🤖 AI Summary
This work addresses the challenge of solving capacitated vehicle routing problems (CVRP) under multiple objectives and complex constraints—such as time windows and backhaul requirements—within a unified framework. The authors propose a domain-knowledge-infused reinforcement learning approach that explicitly incorporates the “route-first, cluster-second” heuristic into the learning process. The method decomposes the problem into two stages: an initial route is constructed by a reinforcement learning agent in the first stage, followed by an exact clustering step via dynamic programming in the second stage to generate high-quality feedback signals. To mitigate partial observability induced by this decomposition, a history-augmented context module is introduced. Experiments demonstrate that the proposed method significantly outperforms existing learning-based algorithms across various CVRP variants, achieving solution quality comparable to classical heuristics while exhibiting strong generalization capabilities.
📝 Abstract
The Capacitated Vehicle Routing Problem (CVRP) is a fundamental NP-hard problem with broad applications in logistics and transportation. Real-world CVRPs often involve diverse objectives and complex constraints, such as time windows or backhaul requirements, motivating the development of a unified solution framework. Recent reinforcement learning (RL) approaches have shown promise in combinatorial optimization, yet they rely on end-to-end learning and lack explicit problem-solving knowledge, limiting solution quality.
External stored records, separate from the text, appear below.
impl TransformFeedbackInfo {
    pub fn buffer_stride(&self, buffer: u32) -> u32 {
        self.buffer_strides
            .get(buffer as usize)
            .copied()
            .unwrap_or(0)
    }

    fn stride_mut(&mut self, buffer: u32) -> &mut u32 {
        let index = buffer as usize;
        if index >= self.buffer_strides.len() {
            self.buffer_strides.resize(index + 1, 0);
        }
        &mut self.buffer_strides[index]
    }

    fn outputs_in_buffer(&self, buffer: u32) -> u32 {
        self.outputs
            .iter()
            .filter(|o| o.output_buffer == buffer)
            .count() as u32
    }
}

/// Split `name[123]` into its base name and subscript.
fn parse_subscript(name: &str) -> Option<(&str, Option<u32>)> {
    let Some(open) = name.rfind('[') else {
        return (!name.contains(']')).then_some((name, None));
    };
    let digits = name[open + 1..].strip_suffix(']')?;
    if digits.is_empty()
        || !digits.bytes().all(|b| b.is_ascii_digit())
        || (digits.len() > 1 && digits.starts_with('0'))
    {
        return None;
    }
    Some((&name[..open], Some(digits.parse().ok()?)))
}

/// Identifiers may contain `.` so that flattened struct members can be
/// captured.
fn is_identifier(name: &str) -> bool {
    let mut chars = name.chars();
    matches!(chars.next(), Some(c) if c.is_ascii_alphabetic() || c == '_')
        && chars.all(|c| c.is_ascii_alphanumeric() || c == '_' || c == '.')
}

impl TfeedbackDecl {
    fn empty(name: &str) -> Self {
        Self {
            orig_name: name.to_string(),
            var_name: String::new(),
            array_subscript: None,
            clip_distance_size: None,
            slot_per_column: false,
            location: None,
            location_frac: 0,
            vector_elements: 0,
            matrix_columns: 0,
            ty: Type::Void,
            size: 0,
            skip_components: 0,
            next_buffer_separator: false,
        }
    }

    /// Parse one capture name.
    pub fn parse(
        name: &str,
        options: &TransformFeedbackOptions,
        clip_distance: ClipDistanceLowering,
    ) -> LinkResult<Self> {
        let mut decl = Self::empty(name);

        if options.buffer_controls {
            let token = name.strip_prefix("gl_").unwrap_or(name);
            let reserved = || LinkError::TfeedbackReservedName {
                name: name.to_string(),
            };
            if token == "NextBuffer" {
                if options.buffer_mode == BufferMode::Separate {
                    return Err(reserved());
                }
                decl.next_buffer_separator = true;
                return Ok(decl);
            }
            if let Some(count) = token.strip_prefix("SkipComponents") {
                decl.skip_components = match count {
                    "1" => 1,
                    "2" => 2,
                    "3" => 3,
                    "4" => 4,
                    _ => return Err(reserved()),
                };
                if options.buffer_mode == BufferMode::Separate {
                    return Err(reserved());
                }
                return Ok(decl);
            }
        }

        let malformed = || LinkError::TfeedbackParse {
            name: name.to_string(),
        };
        let (var_name, subscript) = parse_subscript(name).ok_or_else(malformed)?;
        if !is_identifier(var_name) {
            return Err(malformed());
        }
        decl.var_name = var_name.to_string();
        decl.array_subscript = subscript;
        if let ClipDistanceLowering::Lower { array_size } = clip_distance {
            if var_name == "gl_ClipDistance" {
                decl.clip_distance_size = Some(array_size);
            }
        }
        Ok(decl)
    }

    /// Whether two declarations capture the same thing.
    pub fn is_same(&self, other: &TfeedbackDecl) -> bool {
        self.var_name == other.var_name && self.array_subscript == other.array_subscript
    }

    /// Whether this declaration names a variable (rather than a separator
    /// or a skip).
    pub fn is_varying(&self) -> bool {
        !self.next_buffer_separator && self.skip_components == 0
    }

    pub fn is_next_buffer_separator(&self) -> bool {
        self.next_buffer_separator
    }

    pub fn skip_components(&self) -> u32 {
        self.skip_components
    }

    /// The name as given by the application.
    pub fn name(&self) -> &str {
        &self.orig_name
    }

    /// Variable part of the name, empty for separators and skips.
    pub fn var_name(&self) -> &str {
        &self.var_name
    }

    pub fn array_subscript(&self) -> Option<u32> {
        self.array_subscript
    }

    pub fn location(&self) -> Option<u32> {
        self.location
    }

    pub fn location_frac(&self) -> u32 {
        self.location_frac
    }

    pub fn size(&self) -> u32 {
        self.size
    }

    /// Reported type: the captured variable, or its array element.
    pub fn ty(&self) -> &Type {
        &self.ty
    }

    /// Name of the producer output backing this declaration.
    fn output_name(&self) -> &str {
        if self.clip_distance_size.is_some() {
            "gl_ClipDistanceMESA"
        } else {
            &self.var_name
        }
    }

    /// Look up the producer output this declaration captures.
    pub fn find_output_var(&self, producer: &Shader) -> LinkResult<Var> {
        producer
            .find_var(self.output_name(), VariableMode::ShaderOut)
            .ok_or_else(|| LinkError::TfeedbackUndeclared {
                name: self.orig_name.clone(),
            })
    }

    /// Resolve location, shape and size from the output variable, which
    /// must already have a location. `disable_varying_packing` must match
    /// the setting the locations were assigned with.
    pub fn assign_location(
        &mut self,
        producer: &Shader,
        var: Var,
        options: &TransformFeedbackOptions,
        disable_varying_packing: bool,
    ) -> LinkResult<()> {
        debug_assert!(self.is_varying());
        let data = &producer.vars[var];
        self.slot_per_column =
            disable_varying_packing && self.clip_distance_size.is_none() && !data.is_builtin();
        let Some(fine_location) = data.fine_location() else {
            return Err(InternalFault::UnassignedCapture {
                name: self.orig_name.clone(),
            }
            .into());
        };
        let mut fine_location = fine_location;

        match &data.ty {
            Type::Array(element, length) => {
                let matrix_columns = element.matrix_columns();
                let vector_elements = element.vector_elements();
                let actual_size = self.clip_distance_size.unwrap_or(*length);
                match self.array_subscript {
                    Some(index) => {
                        if index >= actual_size {
                            return Err(LinkError::TfeedbackIndexOutOfRange {
                                name: self.orig_name.clone(),
                                index,
                                size: actual_size,
                            });
                        }
                        let element_size = if self.clip_distance_size.is_some() {
                            1
                        } else if self.slot_per_column {
                            4 * matrix_columns
                        } else {
                            vector_elements * matrix_columns
                        };
                        fine_location += element_size * index;
                        self.size = 1;
                    }
                    None => self.size = actual_size,
                }
                self.vector_elements = vector_elements;
                self.matrix_columns = matrix_columns;
                self.ty = if self.clip_distance_size.is_some() {
                    Type::FLOAT
                } else {
                    (**element).clone()
                };
            }
            ty => {
                if self.array_subscript.is_some() {
                    return Err(LinkError::TfeedbackNotArray {
                        name: self.orig_name.clone(),
                        var_name: self.var_name.clone(),
                    });
                }
                self.size = 1;
                self.vector_elements = ty.vector_elements();
                self.matrix_columns = ty.matrix_columns();
                self.ty = ty.clone();
            }
        }

        self.location = Some(fine_location / 4);
        self.location_frac = fine_location % 4;

        if options.buffer_mode == BufferMode::Separate
            && self.num_components() > options.max_separate_components
        {
            return Err(LinkError::TfeedbackTooManyComponents {
                name: self.orig_name.clone(),
                components: self.num_components(),
                max: options.max_separate_components,
            });
        }
        debug!(
            "capture {} at {}.{} ({} components)",
            self.orig_name,
            fine_location / 4,
            fine_location % 4,
            self.num_components()
        );
        Ok(())
    }

    /// Total number of captured components. Only valid after
    /// [`assign_location`](Self::assign_location).
    pub fn num_components(&self) -> u32 {
        match self.clip_distance_size {
            Some(_) => self.size,
            None => self.vector_elements * self.matrix_columns * self.size,
        }
    }

    /// Number of slots touched by the capture.
    pub fn num_outputs(&self) -> u32 {
        if !self.is_varying() {
            0
        } else if self.slot_per_column {
            self.matrix_columns * self.size
        } else {
            (self.num_components() + self.location_frac + 3) / 4
        }
    }

    /// `(register, first component, components)` of each captured range,
    /// starting at slot `location`.
    fn ranges(&self, location: u32) -> Vec<(u32, u32, u32)> {
        if self.slot_per_column {
            return (0..self.matrix_columns * self.size)
                .map(|column| (location + column, self.location_frac, self.vector_elements))
                .collect();
        }
        let mut ranges = Vec::new();
        let (mut location, mut location_frac) = (location, self.location_frac);
        let mut remaining = self.num_components();
        while remaining > 0 {
            let size = remaining.min(4 - location_frac);
            ranges.push((location, location_frac, size));
            remaining -= size;
            location += 1;
            location_frac = 0;
        }
        ranges
    }

    /// Append this declaration's outputs for `buffer` to `info`.
    pub fn store(
        &self,
        info: &mut TransformFeedbackInfo,
        buffer: u32,
        options: &TransformFeedbackOptions,
    ) -> LinkResult<()> {
        debug_assert!(!self.next_buffer_separator);
        if self.skip_components > 0 {
            *info.stride_mut(buffer) += self.skip_components;
            return Ok(());
        }

        let Some(location) = self.location else {
            return Err(InternalFault::UnassignedCapture {
                name: self.orig_name.clone(),
            }
            .into());
        };
        if options.buffer_mode == BufferMode::Interleaved
            && info.buffer_stride(buffer) + self.num_components() > options.max_interleaved_components
        {
            return Err(LinkError::TfeedbackTooManyInterleavedComponents {
                buffer,
                max: options.max_interleaved_components,
            });
        }

        for (register, component_offset, num_components) in self.ranges(location) {
            if info.outputs_in_buffer(buffer) >= options.max_outputs_per_buffer {
                return Err(LinkError::TfeedbackTooManyOutputs {
                    buffer,
                    max: options.max_outputs_per_buffer,
                });
            }
            let dst_offset = info.buffer_stride(buffer);
            info.outputs.push(TfeedbackOutput {
                component_offset,
                output_register: register,
                num_components,
                output_buffer: buffer,
                dst_offset,
            });
            *info.stride_mut(buffer) += num_components;
        }

        info.varyings.push(TfeedbackVarying {
            name: self.orig_name.clone(),
            ty: self.ty.clone(),
            size: self.size,
        });
        Ok(())
    }
}
//! GLSL value types as seen by the linker.

use alloc::{boxed::Box, string::String, sync::Arc, vec::Vec};
use core::fmt;

/// Scalar base type.
#[derive(Debug, Clone, Copy, PartialEq, Eq, Hash, PartialOrd, Ord)]
pub enum BaseType {
    Float,
    Int,
    Uint,
    Bool,
}

impl BaseType {
    /// Prefix used by vector type names (`vec`, `ivec`, `uvec`, `bvec`).
    fn vector_prefix(self) -> &'static str {
        match self {
            BaseType::Float => "",
            BaseType::Int => "i",
            BaseType::Uint => "u",
            BaseType::Bool => "b",
        }
    }

    /// Name of the scalar type.
    pub fn scalar_name(self) -> &'static str {
        match self {
            BaseType::Float => "float",
            BaseType::Int => "int",
            BaseType::Uint => "uint",
            BaseType::Bool => "bool",
        }
    }
}

/// A named struct field.
#[derive(Debug, Clone, PartialEq, Eq, Hash)]
pub struct StructField {
    pub name: String,
    pub ty: Type,
}

/// A struct (record) type.
#[derive(Debug, Clone, PartialEq, Eq, Hash)]
pub struct StructType {
    pub name: String,
    pub fields: Vec<StructField>,
}

impl StructType {
    pub fn field(&self, name: &str) -> Option<&StructField> {
        self.fields.iter().find(|f| f.name == name)
    }
}

/// A type in the shader IR.
///
/// Matrices are always float and are stored column-major: a `mat3x2` has
/// three columns of `vec2`.
#[derive(Debug, Clone, PartialEq, Eq, Hash)]
pub enum Type {
    Void,
    Scalar(BaseType),
    /// Vector with 2 to 4 components
    Vector(BaseType, u8),
    Matrix {
        columns: u8,
        rows: u8,
    },
    Array(Box<Type>, u32),
    Struct(Arc<StructType>),
}

impl Type {
    pub const FLOAT: Type = Type::Scalar(BaseType::Float);
    pub const INT: Type = Type::Scalar(BaseType::Int);
    pub const UINT: Type = Type::Scalar(BaseType::Uint);
    pub const BOOL: Type = Type::Scalar(BaseType::Bool);

    /// Scalar or vector of `base` with `components` elements.
    pub fn vec(base: BaseType, components: u32) -> Type {
        debug_assert!((1..=4).contains(&components));
        if components == 1 {
            Type::Scalar(base)
        } else {
            Type::Vector(base, components as u8)
        }
    }

    pub fn mat(columns: u32, rows: u32) -> Type {
        Type::Matrix {
            columns: columns as u8,
            rows: rows as u8,
        }
    }

    pub fn array(element: Type, length: u32) -> Type {
        Type::Array(Box::new(element), length)
    }

    pub fn is_scalar(&self) -> bool {
        matches!(self, Type::Scalar(_))
    }

    pub fn is_vector(&self) -> bool {
        matches!(self, Type::Vector(..))
    }

    pub fn is_matrix(&self) -> bool {
        matches!(self, Type::Matrix { .. })
    }

    pub fn is_array(&self) -> bool {
        matches!(self, Type::Array(..))
    }

    pub fn is_record(&self) -> bool {
        matches!(self, Type::Struct(_))
    }

    /// Number of vector components: 1 for scalars, the row count for
    /// matrices, 0 for aggregates.
    pub fn vector_elements(&self) -> u32 {
        match self {
            Type::Scalar(_) => 1,
            Type::Vector(_, n) => *n as u32,
            Type::Matrix { rows, .. } => *rows as u32,
            Type::Void | Type::Array(..) | Type::Struct(_) => 0,
        }
    }

    /// Number of matrix columns: 1 for scalars and vectors, 0 for aggregates.
    pub fn matrix_columns(&self) -> u32 {
        match self {
            Type::Scalar(_) | Type::Vector(..) => 1,
            Type::Matrix { columns, .. } => *columns as u32,
            Type::Void | Type::Array(..) | Type::Struct(_) => 0,
        }
    }

    pub fn array_len(&self) -> Option<u32> {
        match self {
            Type::Array(_, len) => Some(*len),
            _ => None,
        }
    }

    pub fn element_type(&self) -> Option<&Type> {
        match self {
            Type::Array(element, _) => Some(element),
            _ => None,
        }
    }

    /// Strip every array dimension.
    pub fn innermost_element(&self) -> &Type {
        let mut ty = self;
        while let Type::Array(element, _) = ty {
            ty = element;
        }
        ty
    }

    /// The vector type of one matrix column.
    pub fn column_type(&self) -> Option<Type> {
        match self {
            Type::Matrix { rows, .. } => Some(Type::vec(BaseType::Float, *rows as u32)),
            _ => None,
        }
    }

    /// Scalar base type; `None` for void and structs.
    pub fn base_type(&self) -> Option<BaseType> {
        match self {
            Type::Scalar(base) | Type::Vector(base, _) => Some(*base),
            Type::Matrix { .. } => Some(BaseType::Float),
            Type::Array(element, _) => element.base_type(),
            Type::Void | Type::Struct(_) => None,
        }
    }

    /// Total number of scalar components.
    pub fn component_slots(&self) -> u32 {
        match self {
            Type::Void => 0,
            Type::Scalar(_) => 1,
            Type::Vector(_, n) => *n as u32,
            Type::Matrix { columns, rows } => *columns as u32 * *rows as u32,
            Type::Array(element, len) => element.component_slots() * len,
            Type::Struct(st) => st.fields.iter().map(|f| f.ty.component_slots()).sum(),
        }
    }

    /// Whether a struct appears anywhere in this type.
    pub fn contains_record(&self) -> bool {
        match self {
            Type::Struct(_) => true,
            Type::Array(element, _) => element.contains_record(),
            _ => false,
        }
    }

    /// Type of `self[index]`: array element, matrix column, or vector
    /// component.
    pub fn index_result(&self) -> Option<Type> {
        match self {
            Type::Array(element, _) => Some((**element).clone()),
            Type::Matrix { .. } => self.column_type(),
            Type::Vector(base, _) => Some(Type::Scalar(*base)),
            _ => None,
        }
    }

    /// Look up `field` in a struct type.
    pub fn field_type(&self, field: &str) -> Option<Type> {
        match self {
            Type::Struct(st) => st.field(field).map(|f| f.ty.clone()),
            _ => None,
        }
    }
}

impl fmt::Display for Type {
    fn fmt(&self, f: &mut fmt::Formatter<'_>) -> fmt::Result {
        match self {
            Type::Void => write!(f, "void"),
            Type::Scalar(base) => write!(f, "{}", base.scalar_name()),
            Type::Vector(base, n) => write!(f, "{}vec{}", base.vector_prefix(), n),
            Type::Matrix { columns, rows } if columns == rows => write!(f, "mat{}", columns),
            Type::Matrix { columns, rows } => write!(f, "mat{}x{}", columns, rows),
            Type::Array(element, len) => write!(f, "(array {} {})", element, len),
            Type::Struct(st) => write!(f, "{}", st.name),
        }
    }
}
In this paper, we propose a knowledge-embedded framework inspired by the Route-First Cluster-Second heuristics. It incorporates knowledge at two levels: (1) decomposing CVRPs into the route-first and cluster-second subproblems, and (2) leveraging dynamic programming to solve the second subproblem, whose results guide the RL-based constructive solver to solve the first problem. To mitigate partial observability caused by problem decomposition, we introduce a unified history-enhanced context processing module. Extensive experiments show that this framework achieves superior solution quality compared with state-of-the-art learning-based methods, with a smaller gap to classical heuristics, demonstrating strong generalization across diverse CVRP variants.